_Given information_:
◆ ◆ ◆ ◆ ◆
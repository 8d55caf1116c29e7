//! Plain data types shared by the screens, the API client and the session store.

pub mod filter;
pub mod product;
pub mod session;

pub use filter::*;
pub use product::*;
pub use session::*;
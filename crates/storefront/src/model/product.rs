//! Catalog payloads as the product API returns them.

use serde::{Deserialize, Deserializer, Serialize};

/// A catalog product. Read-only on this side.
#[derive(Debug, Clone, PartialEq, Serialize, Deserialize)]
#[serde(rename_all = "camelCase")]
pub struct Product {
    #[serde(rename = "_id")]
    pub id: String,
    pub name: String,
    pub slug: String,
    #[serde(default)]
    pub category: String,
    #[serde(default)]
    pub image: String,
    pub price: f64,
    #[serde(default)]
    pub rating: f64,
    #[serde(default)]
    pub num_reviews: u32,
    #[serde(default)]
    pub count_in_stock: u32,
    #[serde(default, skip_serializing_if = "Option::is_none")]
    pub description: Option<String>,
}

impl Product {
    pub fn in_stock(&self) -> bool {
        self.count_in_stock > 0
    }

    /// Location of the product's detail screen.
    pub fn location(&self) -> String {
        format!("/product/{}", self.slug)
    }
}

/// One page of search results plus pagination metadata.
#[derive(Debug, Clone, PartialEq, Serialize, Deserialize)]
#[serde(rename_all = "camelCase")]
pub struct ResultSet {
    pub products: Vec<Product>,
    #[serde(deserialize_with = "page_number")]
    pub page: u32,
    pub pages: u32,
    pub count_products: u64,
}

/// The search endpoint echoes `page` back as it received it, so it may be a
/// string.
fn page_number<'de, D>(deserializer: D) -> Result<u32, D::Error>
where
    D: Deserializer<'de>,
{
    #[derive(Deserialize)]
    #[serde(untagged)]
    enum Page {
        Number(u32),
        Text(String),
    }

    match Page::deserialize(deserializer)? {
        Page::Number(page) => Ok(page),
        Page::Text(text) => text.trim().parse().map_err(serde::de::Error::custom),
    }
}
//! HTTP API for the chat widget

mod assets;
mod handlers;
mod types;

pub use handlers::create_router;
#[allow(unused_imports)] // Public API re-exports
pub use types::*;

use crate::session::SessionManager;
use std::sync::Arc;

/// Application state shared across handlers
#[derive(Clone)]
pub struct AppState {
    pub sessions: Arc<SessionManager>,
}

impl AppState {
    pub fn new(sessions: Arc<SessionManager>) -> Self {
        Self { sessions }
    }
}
◆ ◆ ◆ ◆ ◆
_What you need to do_:
Find how many lines in the listing contain the word "derive" and give that count alone.

_Reply_:
4